What is expected: Return every line from the listing where the word "crate" occurs.

Records shown:
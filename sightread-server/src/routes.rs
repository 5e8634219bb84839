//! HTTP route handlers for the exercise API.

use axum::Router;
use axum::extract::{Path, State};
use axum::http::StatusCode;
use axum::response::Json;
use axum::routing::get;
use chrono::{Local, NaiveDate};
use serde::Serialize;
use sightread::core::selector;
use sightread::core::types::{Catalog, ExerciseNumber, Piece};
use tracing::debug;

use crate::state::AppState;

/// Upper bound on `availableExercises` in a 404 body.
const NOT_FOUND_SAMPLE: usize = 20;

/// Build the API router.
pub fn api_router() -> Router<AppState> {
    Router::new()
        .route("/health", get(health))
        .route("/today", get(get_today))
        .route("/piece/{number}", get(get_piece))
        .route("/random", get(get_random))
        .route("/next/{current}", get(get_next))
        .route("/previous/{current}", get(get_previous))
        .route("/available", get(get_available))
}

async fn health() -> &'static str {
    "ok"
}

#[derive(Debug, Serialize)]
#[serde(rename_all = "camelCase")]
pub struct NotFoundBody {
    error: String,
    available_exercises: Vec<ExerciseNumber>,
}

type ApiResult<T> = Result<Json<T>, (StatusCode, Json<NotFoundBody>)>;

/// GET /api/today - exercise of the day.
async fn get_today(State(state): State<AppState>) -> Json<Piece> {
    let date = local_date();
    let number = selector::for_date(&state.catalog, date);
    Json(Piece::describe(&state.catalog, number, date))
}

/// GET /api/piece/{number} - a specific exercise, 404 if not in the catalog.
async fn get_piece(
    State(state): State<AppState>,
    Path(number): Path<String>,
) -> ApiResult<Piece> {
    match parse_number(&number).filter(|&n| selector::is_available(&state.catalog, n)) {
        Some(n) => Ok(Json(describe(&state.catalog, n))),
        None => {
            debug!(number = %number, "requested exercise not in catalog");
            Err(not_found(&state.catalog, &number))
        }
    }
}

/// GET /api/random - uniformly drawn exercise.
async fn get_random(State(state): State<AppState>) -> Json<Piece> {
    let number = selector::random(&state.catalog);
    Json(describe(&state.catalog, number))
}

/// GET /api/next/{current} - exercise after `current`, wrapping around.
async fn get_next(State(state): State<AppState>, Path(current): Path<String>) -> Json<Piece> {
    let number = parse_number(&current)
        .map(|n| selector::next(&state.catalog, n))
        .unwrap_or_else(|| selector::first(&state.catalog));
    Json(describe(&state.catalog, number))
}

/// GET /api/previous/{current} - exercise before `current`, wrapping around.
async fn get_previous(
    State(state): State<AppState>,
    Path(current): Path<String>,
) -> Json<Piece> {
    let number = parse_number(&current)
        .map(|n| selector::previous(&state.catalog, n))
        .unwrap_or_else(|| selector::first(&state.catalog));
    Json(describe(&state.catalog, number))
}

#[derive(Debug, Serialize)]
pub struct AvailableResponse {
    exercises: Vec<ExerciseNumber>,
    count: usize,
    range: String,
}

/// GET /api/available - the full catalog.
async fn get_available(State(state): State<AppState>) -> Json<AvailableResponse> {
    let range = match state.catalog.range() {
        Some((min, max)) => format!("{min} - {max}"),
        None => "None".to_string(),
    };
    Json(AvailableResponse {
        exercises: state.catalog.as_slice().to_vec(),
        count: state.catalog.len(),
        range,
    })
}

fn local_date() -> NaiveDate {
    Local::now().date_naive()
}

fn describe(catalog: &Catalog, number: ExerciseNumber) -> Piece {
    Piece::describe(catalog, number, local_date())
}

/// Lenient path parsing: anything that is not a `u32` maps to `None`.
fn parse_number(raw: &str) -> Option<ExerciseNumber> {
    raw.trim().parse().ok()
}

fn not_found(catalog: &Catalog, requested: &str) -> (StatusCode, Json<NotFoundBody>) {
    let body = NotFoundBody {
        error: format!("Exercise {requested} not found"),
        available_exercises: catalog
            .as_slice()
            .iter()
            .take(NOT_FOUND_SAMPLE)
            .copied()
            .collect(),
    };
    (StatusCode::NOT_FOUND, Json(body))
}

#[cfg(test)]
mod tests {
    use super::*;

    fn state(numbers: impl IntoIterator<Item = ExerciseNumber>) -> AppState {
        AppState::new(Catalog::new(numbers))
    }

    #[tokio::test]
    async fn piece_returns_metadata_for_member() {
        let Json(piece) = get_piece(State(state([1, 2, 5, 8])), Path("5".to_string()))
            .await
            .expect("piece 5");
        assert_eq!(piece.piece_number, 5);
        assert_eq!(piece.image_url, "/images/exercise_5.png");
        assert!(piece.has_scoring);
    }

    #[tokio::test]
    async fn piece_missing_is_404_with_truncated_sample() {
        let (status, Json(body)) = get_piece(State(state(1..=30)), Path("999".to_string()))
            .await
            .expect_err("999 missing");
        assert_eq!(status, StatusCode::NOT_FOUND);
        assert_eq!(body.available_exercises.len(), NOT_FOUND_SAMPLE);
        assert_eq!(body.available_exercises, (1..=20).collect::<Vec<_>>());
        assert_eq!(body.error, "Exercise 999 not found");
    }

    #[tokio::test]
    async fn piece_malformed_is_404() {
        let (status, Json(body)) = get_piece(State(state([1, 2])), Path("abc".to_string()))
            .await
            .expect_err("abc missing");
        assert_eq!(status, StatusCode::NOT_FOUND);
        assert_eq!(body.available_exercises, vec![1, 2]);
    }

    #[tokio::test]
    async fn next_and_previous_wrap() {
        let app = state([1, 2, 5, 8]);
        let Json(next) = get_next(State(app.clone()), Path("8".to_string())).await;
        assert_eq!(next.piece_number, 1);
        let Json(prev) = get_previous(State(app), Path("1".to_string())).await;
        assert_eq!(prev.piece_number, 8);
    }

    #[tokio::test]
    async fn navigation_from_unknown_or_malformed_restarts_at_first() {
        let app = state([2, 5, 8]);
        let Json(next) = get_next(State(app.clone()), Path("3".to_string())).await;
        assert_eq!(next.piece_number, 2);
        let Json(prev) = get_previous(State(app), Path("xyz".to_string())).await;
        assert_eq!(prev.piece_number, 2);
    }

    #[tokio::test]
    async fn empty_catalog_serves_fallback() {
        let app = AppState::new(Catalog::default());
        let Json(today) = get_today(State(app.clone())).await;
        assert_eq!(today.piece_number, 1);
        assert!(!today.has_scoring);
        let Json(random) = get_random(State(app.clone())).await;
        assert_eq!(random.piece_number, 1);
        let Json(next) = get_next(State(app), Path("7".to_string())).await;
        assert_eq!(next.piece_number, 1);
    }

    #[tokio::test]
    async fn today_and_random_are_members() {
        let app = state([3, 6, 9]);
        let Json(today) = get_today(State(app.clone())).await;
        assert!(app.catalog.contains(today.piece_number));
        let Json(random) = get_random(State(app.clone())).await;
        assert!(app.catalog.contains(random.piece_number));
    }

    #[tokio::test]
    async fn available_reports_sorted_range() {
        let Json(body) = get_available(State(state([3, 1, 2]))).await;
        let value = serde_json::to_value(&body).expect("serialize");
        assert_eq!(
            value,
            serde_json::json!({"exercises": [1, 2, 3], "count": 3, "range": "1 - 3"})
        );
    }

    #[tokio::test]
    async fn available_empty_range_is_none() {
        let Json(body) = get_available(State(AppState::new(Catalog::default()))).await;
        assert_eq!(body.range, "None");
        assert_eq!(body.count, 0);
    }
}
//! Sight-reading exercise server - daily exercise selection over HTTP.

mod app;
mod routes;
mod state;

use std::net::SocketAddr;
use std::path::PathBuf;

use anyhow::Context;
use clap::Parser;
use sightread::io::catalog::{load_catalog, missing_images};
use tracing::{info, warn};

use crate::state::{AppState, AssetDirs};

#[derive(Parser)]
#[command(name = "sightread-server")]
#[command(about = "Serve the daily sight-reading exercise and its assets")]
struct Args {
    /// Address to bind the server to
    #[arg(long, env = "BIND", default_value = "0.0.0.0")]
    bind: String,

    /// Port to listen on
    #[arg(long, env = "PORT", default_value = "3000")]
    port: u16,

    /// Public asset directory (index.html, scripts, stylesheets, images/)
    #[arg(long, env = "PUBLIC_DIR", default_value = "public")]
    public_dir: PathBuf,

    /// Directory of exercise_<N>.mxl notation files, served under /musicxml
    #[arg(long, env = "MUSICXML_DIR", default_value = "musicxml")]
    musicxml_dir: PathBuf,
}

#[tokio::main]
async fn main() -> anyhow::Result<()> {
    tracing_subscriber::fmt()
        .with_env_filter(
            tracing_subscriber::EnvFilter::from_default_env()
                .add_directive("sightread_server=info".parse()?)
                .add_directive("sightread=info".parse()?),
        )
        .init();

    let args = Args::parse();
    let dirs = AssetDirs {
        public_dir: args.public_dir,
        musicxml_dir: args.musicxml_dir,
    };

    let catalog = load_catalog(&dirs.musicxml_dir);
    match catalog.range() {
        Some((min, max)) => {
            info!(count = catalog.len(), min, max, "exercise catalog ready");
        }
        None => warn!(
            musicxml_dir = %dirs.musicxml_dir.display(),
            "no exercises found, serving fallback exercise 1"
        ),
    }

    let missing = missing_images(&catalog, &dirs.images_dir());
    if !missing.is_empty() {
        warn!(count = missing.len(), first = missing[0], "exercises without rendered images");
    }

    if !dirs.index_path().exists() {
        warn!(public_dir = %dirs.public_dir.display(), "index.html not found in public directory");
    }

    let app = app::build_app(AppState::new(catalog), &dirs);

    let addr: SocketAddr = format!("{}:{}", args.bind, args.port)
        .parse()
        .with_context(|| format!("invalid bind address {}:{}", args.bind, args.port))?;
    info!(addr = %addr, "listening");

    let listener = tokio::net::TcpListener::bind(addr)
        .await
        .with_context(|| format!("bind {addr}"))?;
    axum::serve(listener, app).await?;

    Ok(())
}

Written response:
use crate::state::AppState;
use crate::state::{AppState, AssetDirs};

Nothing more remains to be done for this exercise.